Namibia’s less famous than neighbouring South Africa or Botswana and not as iconic as legends like Kenya and Tanzania.Yet it’s now one of the most tourist-friendly and accessible African safari destinations.
As well as having over a quarter of the world’s cheetah population, only in Namibia can you see free-roaming Black Rhino and few places anywhere are more spectacular than the Namib Desert’s dune landscape or unearthly Skeleton Coast.
Self-drive safaris are an option in Namibia: the roads are generally well-surfaced and safe and most major parks allow private vehicles. But the country’s vast and sparsely populated so long journeys are inevitable and independent family holidays with under 10s aren’t recommended.
Direct flights from the UK to Johannesburg take just over 10 hours and direct daily flights from Johannesburg to Namibia take less than two hours.
Namibia’s 11 national parks include world famous Etosha, considered to be one of the greatest of all African game reserves.
The Skeleton Coast in north west Namibia’s known by the indigenous San people as, ‘the land God made in anger’. The area’s now a national park and included in some family safari itineraries.
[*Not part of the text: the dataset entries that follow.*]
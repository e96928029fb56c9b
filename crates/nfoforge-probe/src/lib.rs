//! HDR and Dolby Vision classification of video files via ffprobe.
//!
//! ```no_run
//! use nfoforge_probe::HdrProber;
//! use std::path::Path;
//!
//! let prober = HdrProber::default();
//! let class = prober.probe_or_sdr(Path::new("/media/movie.mkv"));
//! println!("{}", class);
//! ```

pub mod error;
pub mod ffprobe;
pub mod tools;

pub use error::{Error, Result};
pub use ffprobe::{classify_json, HdrProber};
pub use tools::{check_tool, check_tools, ToolInfo};
use crate::config::Config;
use crate::library::Library;
use anyhow::{Context, Result};
use axum::{
    http::{header, Method, StatusCode},
    response::IntoResponse,
    routing::get,
    Router,
};
use std::net::SocketAddr;
use std::sync::Arc;
use tokio::signal;
use tokio_util::sync::CancellationToken;
use tower_http::{
    cors::{Any, CorsLayer},
    trace::TraceLayer,
};

pub mod error;
pub mod routes_api;

pub use error::ApiError;

/// Shared application context
#[derive(Clone)]
pub struct AppContext {
    pub library: Arc<Library>,
    pub config: Arc<Config>,
}

impl AppContext {
    pub fn new(library: Arc<Library>, config: Config) -> Self {
        Self {
            library,
            config: Arc::new(config),
        }
    }
}

/// Create the Axum router with all routes
pub fn create_router(ctx: AppContext) -> Router {
    let cors = CorsLayer::new()
        .allow_origin(Any)
        .allow_methods([Method::GET])
        .allow_headers([header::CONTENT_TYPE]);

    Router::new()
        .route("/health", get(health_check))
        .nest("/api", routes_api::api_routes())
        .layer(cors)
        .layer(TraceLayer::new_for_http())
        .with_state(ctx)
}

async fn health_check() -> impl IntoResponse {
    StatusCode::OK
}

/// Start the HTTP server and serve until a signal arrives or the library
/// shuts down (e.g. through `/api/quit`).
pub async fn start_server(ctx: AppContext) -> Result<()> {
    let addr: SocketAddr = format!("{}:{}", ctx.config.server.host, ctx.config.server.port)
        .parse()
        .context("Invalid server address")?;

    let shutdown = ctx.library.shutdown_token();
    let app = create_router(ctx);

    tracing::info!("Starting server on {}", addr);

    let listener = tokio::net::TcpListener::bind(addr)
        .await
        .with_context(|| format!("Failed to bind {}", addr))?;

    axum::serve(listener, app)
        .with_graceful_shutdown(shutdown_signal(shutdown))
        .await?;

    tracing::info!("Server shutdown complete");
    Ok(())
}

async fn shutdown_signal(token: CancellationToken) {
    let ctrl_c = async {
        match signal::ctrl_c().await {
            Ok(()) => {}
            Err(e) => {
                tracing::error!("Failed to install Ctrl+C handler: {}", e);
                std::future::pending::<()>().await;
            }
        }
    };

    #[cfg(unix)]
    let terminate = async {
        match signal::unix::signal(signal::unix::SignalKind::terminate()) {
            Ok(mut sig) => {
                sig.recv().await;
            }
            Err(e) => {
                tracing::error!("Failed to install SIGTERM handler: {}", e);
                std::future::pending::<()>().await;
            }
        }
    };

    #[cfg(not(unix))]
    let terminate = std::future::pending::<()>();

    tokio::select! {
        _ = ctrl_c => tracing::info!("Shutdown signal received"),
        _ = terminate => tracing::info!("Shutdown signal received"),
        _ = token.cancelled() => tracing::info!("Shutdown requested"),
    }

    token.cancel();
}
Several UK operators specialise in multi-centre family safari holidays in Namibia including Expert Africa, Audley Travel and Go2Africa.
Namibia’s game reserves and national parks have an extraordinary variety of innovative, eco-conscious and beautiful accommodation ranging from wood and canvas ‘hotels’ to luxury camps, historic fortresses and wilderness lodges.
Namibia’s larger than France with a population of only 2 million, borders Botswana, South Africa and Angola and has an 1572km Atlantic coastline.
With barely any rainfall and a predominantly desert environment, Namibia’s good to visit at any time of year. The weather’s warmest and clearest from April to August; September and October are best months for wildlife viewing.
Monumental sculpted sand dunes are one of Namibia’s most iconic landmarks and the Sesriem and Sossusvlei section of the Namib-Naukluft National Park is where to see them rising to heights of 300m and stretching to infinity in every direction.
Swakopmund began as a German colonial port in the late 19th century. Since Namibia became independent in 1990, the main industry’s been tourism and the city’s grown into a lively seaside resort with good restaurants, shopping and a wide choice of mid-range hotels and guesthouses.
What Erindi lacks in Etosha’s fame it makes up for in a huge range of guided and self-guided activities most of which are perfect for kids. This is a very family-friendly park, the standard of lodges and camps is high and it’s just over two hours drive from Windhoek. You may not want to replace mighty Etosha, but this is an excellent addition to a holiday itinerary.
Situated on Namibia’s stunning central plateau.
Namibia’s roads are mostly very good, surfaced and well-signposted. Major national parks and reserves permit self-drive safaris and 2WDs are normally up to most routes. Sossusviei needs a 4×4 and makes quite demanding driving. If you aren’t confident, there are shuttle services and private tours. Several of Namibia’s parks are only accessible with registered operators but they tend to have challenging environments and aren’t suitable for kids.
Flying’s an option and worth considering for multi-centre holidays covering several parks or visits to more remote areas like Damaraland and the Skeleton Coast.
A few things to remember if you self-drive: book accommodation in advance and let someone know when you expect to arrive; leave plenty of time to get to your camp before dark in large parks like Etosha and Namib-Naukluft; don’t drive at night, dawn or dusk as wildlife’s most active then; slow down and avoid sudden braking on gravel surfaces; watch your fuel and know where the next petrol station is; carry plenty of water and snacks; keep your phone charged; carry local emergency numbers and have a paper map as back up.